TASK REQUIREMENTS -> What lines below contain the word "past"? Please pull each one out.

++++ DATA RECORDS ++++

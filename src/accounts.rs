use std::sync::Arc;

use serde::Serialize;
use sqlx::{Row, SqliteConnection, SqlitePool};
use tracing::{info, warn};

use crate::ConsoleError;
use crate::config::Clock;
use crate::oauth::{Provider, TokenGrant, TokenProvider};
use crate::store::{generate_unique_id, normalize_timestamp};

const UNKNOWN_EMAIL: &str = "unknown@claude.ai";

const ACCOUNT_COLUMNS: &str = r#"
    id, provider, external_identifier, organization, access_token, refresh_token,
    token_expires_at, enabled, rate_limited, created_at, updated_at, last_used_at,
    total_requests, total_tokens
"#;

#[derive(Clone, Copy, Debug, PartialEq, Eq, Serialize)]
#[serde(rename_all = "SCREAMING_SNAKE_CASE")]
pub enum AccountStatus {
    Active,
    Disabled,
    Expired,
    RateLimited,
}

/// Precedence: disabled, then expired, then rate limited. A missing expiry
/// never counts as expired.
pub fn derive_status(
    enabled: bool,
    token_expires_at: Option<i64>,
    rate_limited: bool,
    now: i64,
) -> AccountStatus {
    if !enabled {
        AccountStatus::Disabled
    } else if token_expires_at.is_some_and(|expires_at| expires_at <= now) {
        AccountStatus::Expired
    } else if rate_limited {
        AccountStatus::RateLimited
    } else {
        AccountStatus::Active
    }
}

/// Upstream credential held by the relay. `status` is computed at read time.
#[derive(Clone, Debug)]
pub struct OAuthAccount {
    pub id: String,
    pub provider: Provider,
    pub external_identifier: String,
    pub organization: Option<String>,
    pub access_token: String,
    pub refresh_token: Option<String>,
    pub token_expires_at: Option<i64>,
    pub enabled: bool,
    pub rate_limited: bool,
    pub created_at: i64,
    pub updated_at: i64,
    pub last_used_at: Option<i64>,
    pub total_requests: i64,
    pub total_tokens: i64,
    pub status: AccountStatus,
}

#[derive(Clone, Debug, Default, PartialEq, Eq, Serialize)]
#[serde(rename_all = "camelCase")]
pub struct AccountSummary {
    pub total: i64,
    pub active: i64,
    pub disabled: i64,
    pub expired: i64,
    pub rate_limited: i64,
    pub total_requests: i64,
    pub total_tokens: i64,
}

/// Store of OAuth accounts.
#[derive(Clone, Debug)]
pub struct AccountRegistry {
    pool: SqlitePool,
    provider: Arc<dyn TokenProvider>,
    clock: Clock,
}

impl AccountRegistry {
    pub(crate) fn new(pool: SqlitePool, provider: Arc<dyn TokenProvider>, clock: Clock) -> Self {
        Self {
            pool,
            provider,
            clock,
        }
    }

    /// All accounts, newest first.
    pub async fn list(&self) -> Result<Vec<OAuthAccount>, ConsoleError> {
        let now = self.clock.now();
        let rows = sqlx::query(&format!(
            "SELECT {ACCOUNT_COLUMNS} FROM oauth_accounts ORDER BY created_at DESC, id DESC"
        ))
        .fetch_all(&self.pool)
        .await?;

        let accounts = rows
            .iter()
            .map(|row| account_from_row(row, now))
            .collect::<Result<Vec<_>, _>>()?;
        Ok(accounts)
    }

    pub async fn get(&self, id: &str) -> Result<OAuthAccount, ConsoleError> {
        let mut conn = self.pool.acquire().await?;
        fetch_account(&mut conn, id, self.clock.now())
            .await?
            .ok_or_else(|| ConsoleError::AccountNotFound(id.to_string()))
    }

    pub async fn set_enabled(&self, id: &str, enabled: bool) -> Result<OAuthAccount, ConsoleError> {
        self.update_flag(id, "enabled", enabled).await?;
        info!(account_id = id, enabled, "account status changed");
        self.get(id).await
    }

    /// Records the upstream rate-limit signal for an account.
    pub async fn set_rate_limited(
        &self,
        id: &str,
        rate_limited: bool,
    ) -> Result<OAuthAccount, ConsoleError> {
        self.update_flag(id, "rate_limited", rate_limited).await?;
        info!(account_id = id, rate_limited, "account rate-limit flag changed");
        self.get(id).await
    }

    async fn update_flag(
        &self,
        id: &str,
        column: &'static str,
        value: bool,
    ) -> Result<(), ConsoleError> {
        let updated = sqlx::query(&format!(
            "UPDATE oauth_accounts SET {column} = ?, updated_at = ? WHERE id = ?"
        ))
        .bind(value)
        .bind(self.clock.now())
        .bind(id)
        .execute(&self.pool)
        .await?
        .rows_affected();

        if updated == 0 {
            return Err(ConsoleError::AccountNotFound(id.to_string()));
        }
        Ok(())
    }

    /// Removes the account. Request logs that reference it are kept.
    pub async fn delete(&self, id: &str) -> Result<(), ConsoleError> {
        let deleted = sqlx::query("DELETE FROM oauth_accounts WHERE id = ?")
            .bind(id)
            .execute(&self.pool)
            .await?
            .rows_affected();

        if deleted == 0 {
            return Err(ConsoleError::AccountNotFound(id.to_string()));
        }
        info!(account_id = id, "account deleted");
        Ok(())
    }

    pub async fn summary(&self) -> Result<AccountSummary, ConsoleError> {
        let accounts = self.list().await?;
        let summary = accounts
            .iter()
            .fold(AccountSummary::default(), |mut summary, account| {
                summary.total += 1;
                match account.status {
                    AccountStatus::Active => summary.active += 1,
                    AccountStatus::Disabled => summary.disabled += 1,
                    AccountStatus::Expired => summary.expired += 1,
                    AccountStatus::RateLimited => summary.rate_limited += 1,
                }
                summary.total_requests += account.total_requests;
                summary.total_tokens += account.total_tokens;
                summary
            });
        Ok(summary)
    }

    /// Uses the stored refresh token to obtain new tokens from the provider.
    pub async fn refresh(&self, id: &str) -> Result<OAuthAccount, ConsoleError> {
        let account = self.get(id).await?;
        if account.provider != self.provider.provider() {
            return Err(ConsoleError::UnsupportedProvider(
                account.provider.to_string(),
            ));
        }
        let refresh_token = account.refresh_token.as_deref().ok_or_else(|| {
            ConsoleError::Validation(format!("account {id} has no refresh token"))
        })?;

        let grant = self
            .provider
            .refresh_token(refresh_token)
            .await
            .inspect_err(|err| warn!(account_id = id, error = %err, "token refresh rejected"))?;

        let mut conn = self.pool.acquire().await?;
        let now = self.clock.now();
        rotate_tokens(&mut conn, id, &grant, now).await?;
        info!(account_id = id, "account tokens refreshed");

        fetch_account(&mut conn, id, now)
            .await?
            .ok_or_else(|| ConsoleError::AccountNotFound(id.to_string()))
    }

    /// Writes the result of a code exchange inside the caller's transaction.
    ///
    /// With a bound account only the token fields move; otherwise a new
    /// account is inserted. Returns the account and whether it existed.
    pub(crate) async fn upsert_from_exchange(
        &self,
        conn: &mut SqliteConnection,
        provider: Provider,
        grant: &TokenGrant,
        bound_account_id: Option<&str>,
        now: i64,
    ) -> Result<(OAuthAccount, bool), ConsoleError> {
        if let Some(id) = bound_account_id {
            rotate_tokens(conn, id, grant, now).await?;
            let account = fetch_account(conn, id, now)
                .await?
                .ok_or_else(|| ConsoleError::AccountNotFound(id.to_string()))?;
            return Ok((account, true));
        }

        let id = generate_unique_id(conn, "oauth_accounts").await?;
        let email = grant.email.as_deref().unwrap_or(UNKNOWN_EMAIL);
        sqlx::query(
            r#"
            INSERT INTO oauth_accounts (
                id,
                provider,
                external_identifier,
                organization,
                access_token,
                refresh_token,
                token_expires_at,
                enabled,
                rate_limited,
                created_at,
                updated_at
            ) VALUES (?, ?, ?, ?, ?, ?, ?, 1, 0, ?, ?)
            "#,
        )
        .bind(&id)
        .bind(provider.as_str())
        .bind(email)
        .bind(grant.organization.as_deref())
        .bind(&grant.access_token)
        .bind(grant.refresh_token.as_deref())
        .bind(grant.expires_at(now))
        .bind(now)
        .bind(now)
        .execute(&mut *conn)
        .await?;

        let account = fetch_account(conn, &id, now)
            .await?
            .ok_or_else(|| ConsoleError::AccountNotFound(id.clone()))?;
        Ok((account, false))
    }
}

/// Rotates the token fields only. A grant without a refresh token keeps the
/// stored one.
async fn rotate_tokens(
    conn: &mut SqliteConnection,
    id: &str,
    grant: &TokenGrant,
    now: i64,
) -> Result<(), ConsoleError> {
    let updated = sqlx::query(
        r#"
        UPDATE oauth_accounts
        SET access_token = ?,
            refresh_token = COALESCE(?, refresh_token),
            token_expires_at = ?,
            updated_at = ?
        WHERE id = ?
        "#,
    )
    .bind(&grant.access_token)
    .bind(grant.refresh_token.as_deref())
    .bind(grant.expires_at(now))
    .bind(now)
    .bind(id)
    .execute(&mut *conn)
    .await?
    .rows_affected();

    if updated == 0 {
        return Err(ConsoleError::AccountNotFound(id.to_string()));
    }
    Ok(())
}

async fn fetch_account(
    conn: &mut SqliteConnection,
    id: &str,
    now: i64,
) -> Result<Option<OAuthAccount>, ConsoleError> {
    let row = sqlx::query(&format!(
        "SELECT {ACCOUNT_COLUMNS} FROM oauth_accounts WHERE id = ? LIMIT 1"
    ))
    .bind(id)
    .fetch_optional(&mut *conn)
    .await?;

    Ok(row.map(|row| account_from_row(&row, now)).transpose()?)
}

fn account_from_row(row: &sqlx::sqlite::SqliteRow, now: i64) -> Result<OAuthAccount, sqlx::Error> {
    let provider: String = row.try_get("provider")?;
    let provider = provider
        .parse::<Provider>()
        .map_err(|err| sqlx::Error::Decode(Box::new(err)))?;
    let enabled: bool = row.try_get("enabled")?;
    let rate_limited: bool = row.try_get("rate_limited")?;
    let token_expires_at = normalize_timestamp(row.try_get("token_expires_at")?);

    Ok(OAuthAccount {
        id: row.try_get("id")?,
        provider,
        external_identifier: row.try_get("external_identifier")?,
        organization: row.try_get("organization")?,
        access_token: row.try_get("access_token")?,
        refresh_token: row.try_get("refresh_token")?,
        token_expires_at,
        enabled,
        rate_limited,
        created_at: row.try_get("created_at")?,
        updated_at: row.try_get("updated_at")?,
        last_used_at: normalize_timestamp(row.try_get("last_used_at")?),
        total_requests: row.try_get("total_requests")?,
        total_tokens: row.try_get("total_tokens")?,
        status: derive_status(enabled, token_expires_at, rate_limited, now),
    })
}
/// Owns the PKCE session table and the single-use exchange.
#[derive(Clone, Debug)]
pub struct AuthorizationSessionManager {
    pool: SqlitePool,
    provider: Arc<dyn TokenProvider>,
    accounts: AccountRegistry,
    session_ttl_secs: i64,
    clock: Clock,
}

impl AuthorizationSessionManager {
    pub(crate) fn new(
        pool: SqlitePool,
        provider: Arc<dyn TokenProvider>,
        accounts: AccountRegistry,
        session_ttl_secs: i64,
        clock: Clock,
    ) -> Self {
        Self {
            pool,
            provider,
            accounts,
            session_ttl_secs,
            clock,
        }
    }

    pub async fn begin_session(
        &self,
        provider: Provider,
        bound_account_id: Option<&str>,
    ) -> Result<PendingAuthorization, ConsoleError> {
        if provider != self.provider.provider() {
            return Err(ConsoleError::UnsupportedProvider(provider.to_string()));
        }

        if let Some(account_id) = bound_account_id {
            let account = self.accounts.get(account_id).await?;
            if account.provider != provider {
                return Err(ConsoleError::Validation(format!(
                    "account {account_id} belongs to provider {}",
                    account.provider
                )));
            }
        }

        self.purge_expired_sessions().await?;

        let pkce = generate_pkce_pair();
        let state = random_url_token();
        let authorization_url = self
            .provider
            .authorization_url(&pkce.code_challenge, &state)?;
        let now = self.clock.now();
        let expires_at = now + self.session_ttl_secs;

        sqlx::query(
            r#"
            INSERT INTO oauth_sessions (
                state,
                provider,
                code_verifier,
                code_challenge,
                authorization_url,
                status,
                bound_account_id,
                created_at,
                expires_at
            ) VALUES (?, ?, ?, ?, ?, ?, ?, ?, ?)
            "#,
        )
        .bind(&state)
        .bind(provider.as_str())
        .bind(&pkce.code_verifier)
        .bind(&pkce.code_challenge)
        .bind(&authorization_url)
        .bind(SESSION_PENDING)
        .bind(bound_account_id)
        .bind(now)
        .bind(expires_at)
        .execute(&self.pool)
        .await?;

        info!(
            provider = provider.as_str(),
            bound_account_id,
            expires_at,
            "authorization session created"
        );

        Ok(PendingAuthorization {
            authorization_url,
            state,
            code_verifier: pkce.code_verifier,
            provider,
            bound_account_id: bound_account_id.map(str::to_string),
            expires_at,
        })
    }

    /// Trades an authorization code for tokens and records the account.
    ///
    /// The session is claimed before the provider sees the code, so of several
    /// concurrent submissions exactly one reaches the provider and the rest get
    /// `SessionAlreadyConsumed`. The claim turns into `consumed` in the same
    /// transaction that writes the account. A provider rejection puts the
    /// session back to pending.
    pub async fn exchange(&self, request: ExchangeRequest) -> Result<ExchangeOutcome, ConsoleError> {
        let (code, embedded_state) = parse_authorization_input(&request.code)?;
        let verifier = request.code_verifier.trim();
        if verifier.is_empty() {
            return Err(ConsoleError::Validation(
                "code_verifier is required".to_string(),
            ));
        }

        let explicit_state = request.state.as_deref().and_then(non_empty);
        if let (Some(explicit), Some(embedded)) = (&explicit_state, &embedded_state) {
            if explicit != embedded {
                return Err(ConsoleError::Validation(
                    "state does not match the one returned with the code".to_string(),
                ));
            }
        }

        let session = match explicit_state.or(embedded_state) {
            Some(state) => self.find_session(&state).await?,
            None => self.find_by_verifier(verifier).await?,
        }
        .ok_or(ConsoleError::SessionNotFound)?;

        self.ensure_pending(&session).await?;

        if !bool::from(session.code_verifier.as_bytes().ct_eq(verifier.as_bytes())) {
            warn!(state = %mask_secret(&session.state), "code_verifier mismatch");
            return Err(ConsoleError::Validation(
                "code_verifier does not match the authorization session".to_string(),
            ));
        }

        let bound_account_id = match (
            request.bound_account_id.as_deref().and_then(non_empty),
            session.bound_account_id.clone(),
        ) {
            (Some(requested), Some(bound)) if requested != bound => {
                return Err(ConsoleError::Validation(format!(
                    "this authorization link was generated for account {bound}"
                )));
            }
            (requested, bound) => requested.or(bound),
        };
        if let Some(account_id) = &bound_account_id {
            self.accounts.get(account_id).await?;
        }

        let provider: Provider = session.provider.parse()?;
        self.claim(&session.state).await?;

        let result = self
            .finish_exchange(&session.state, provider, &code, verifier, bound_account_id.as_deref())
            .await;
        if result.is_err() {
            self.release_claim(&session.state).await?;
        }
        let (account, reauthorized) = result?;

        info!(
            account_id = %account.id,
            provider = provider.as_str(),
            reauthorized,
            "authorization code exchanged"
        );

        Ok(ExchangeOutcome {
            account,
            reauthorized,
        })
    }

    /// Moves the session from pending to exchanging. Only one caller can win;
    /// the rest learn whether the session was taken or ran out of time.
    async fn claim(&self, state: &str) -> Result<(), ConsoleError> {
        let claimed = sqlx::query(
            r#"
            UPDATE oauth_sessions
            SET status = ?
            WHERE state = ? AND status = ? AND expires_at > ?
            "#,
        )
        .bind(SESSION_EXCHANGING)
        .bind(state)
        .bind(SESSION_PENDING)
        .bind(self.clock.now())
        .execute(&self.pool)
        .await?
        .rows_affected();

        if claimed == 1 {
            return Ok(());
        }

        let current = self
            .find_session(state)
            .await?
            .ok_or(ConsoleError::SessionNotFound)?;
        match self.ensure_pending(&current).await {
            Err(err) => Err(err),
            Ok(()) => Err(ConsoleError::SessionAlreadyConsumed),
        }
    }

    async fn release_claim(&self, state: &str) -> Result<(), ConsoleError> {
        sqlx::query("UPDATE oauth_sessions SET status = ? WHERE state = ? AND status = ?")
            .bind(SESSION_PENDING)
            .bind(state)
            .bind(SESSION_EXCHANGING)
            .execute(&self.pool)
            .await?;
        Ok(())
    }

    /// Calls the provider for a claimed session, then marks it consumed and
    /// writes the account in one transaction.
    async fn finish_exchange(
        &self,
        state: &str,
        provider: Provider,
        code: &str,
        verifier: &str,
        bound_account_id: Option<&str>,
    ) -> Result<(OAuthAccount, bool), ConsoleError> {
        let grant = self
            .provider
            .exchange_code(code, verifier, state)
            .await
            .inspect_err(|err| warn!(provider = provider.as_str(), error = %err, "code exchange rejected"))?;

        let now = self.clock.now();
        let mut tx = self.pool.begin().await?;
        let consumed = sqlx::query(
            "UPDATE oauth_sessions SET status = ?, consumed_at = ? WHERE state = ? AND status = ?",
        )
        .bind(SESSION_CONSUMED)
        .bind(now)
        .bind(state)
        .bind(SESSION_EXCHANGING)
        .execute(&mut *tx)
        .await?
        .rows_affected();

        if consumed == 0 {
            tx.rollback().await?;
            return Err(ConsoleError::SessionExpired);
        }

        let upserted = self
            .accounts
            .upsert_from_exchange(&mut *tx, provider, &grant, bound_account_id, now)
            .await?;
        tx.commit().await?;
        Ok(upserted)
    }

    pub async fn find_session(
        &self,
        state: &str,
    ) -> Result<Option<AuthorizationSession>, ConsoleError> {
        let row = sqlx::query(
            r#"
            SELECT state, provider, code_verifier, status, bound_account_id,
                   created_at, expires_at, consumed_at
            FROM oauth_sessions
            WHERE state = ?
            LIMIT 1
            "#,
        )
        .bind(state)
        .fetch_optional(&self.pool)
        .await?;

        row.map(|row| session_from_row(&row))
            .transpose()
            .map_err(ConsoleError::from)
    }

    async fn find_by_verifier(
        &self,
        verifier: &str,
    ) -> Result<Option<AuthorizationSession>, ConsoleError> {
        let row = sqlx::query(
            r#"
            SELECT state, provider, code_verifier, status, bound_account_id,
                   created_at, expires_at, consumed_at
            FROM oauth_sessions
            WHERE code_verifier = ?
            ORDER BY created_at DESC
            LIMIT 1
            "#,
        )
        .bind(verifier)
        .fetch_optional(&self.pool)
        .await?;

        row.map(|row| session_from_row(&row))
            .transpose()
            .map_err(ConsoleError::from)
    }

    /// Fails unless the session can still be consumed. A pending session past
    /// its deadline is marked expired on the way out.
    async fn ensure_pending(&self, session: &AuthorizationSession) -> Result<(), ConsoleError> {
        match session.status {
            SessionStatus::Exchanging | SessionStatus::Consumed => {
                Err(ConsoleError::SessionAlreadyConsumed)
            }
            SessionStatus::Expired => Err(ConsoleError::SessionExpired),
            SessionStatus::Pending if self.clock.now() >= session.expires_at => {
                sqlx::query("UPDATE oauth_sessions SET status = ? WHERE state = ? AND status = ?")
                    .bind(SESSION_EXPIRED)
                    .bind(&session.state)
                    .bind(SESSION_PENDING)
                    .execute(&self.pool)
                    .await?;
                Err(ConsoleError::SessionExpired)
            }
            SessionStatus::Pending => Ok(()),
        }
    }

    /// Marks overdue pending sessions expired and drops finished sessions
    /// past retention. Returns the number of rows deleted.
    pub async fn purge_expired_sessions(&self) -> Result<u64, ConsoleError> {
        let now = self.clock.now();

        let expired = sqlx::query(
            r#"
            UPDATE oauth_sessions
            SET status = ?
            WHERE (status = ? AND expires_at <= ?)
               OR (status = ? AND expires_at <= ?)
            "#,
        )
        .bind(SESSION_EXPIRED)
        .bind(SESSION_PENDING)
        .bind(now)
        .bind(SESSION_EXCHANGING)
        .bind(now - EXCHANGE_CLAIM_GRACE_SECS)
        .execute(&self.pool)
        .await?
        .rows_affected();

        let deleted = sqlx::query(
            "DELETE FROM oauth_sessions WHERE status IN (?, ?) AND created_at < ?",
        )
        .bind(SESSION_CONSUMED)
        .bind(SESSION_EXPIRED)
        .bind(now - SESSION_RETENTION_SECS)
            .execute(&self.pool)
            .await?
            .rows_affected();

        if expired > 0 || deleted > 0 {
            info!(expired, deleted, "authorization sessions purged");
        }
        Ok(deleted)
    }
}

++++

OUTPUT OF THE TASK ->
    /// Fails unless the session can still be consumed. A pending session past
    /// past retention. Returns the number of rows deleted.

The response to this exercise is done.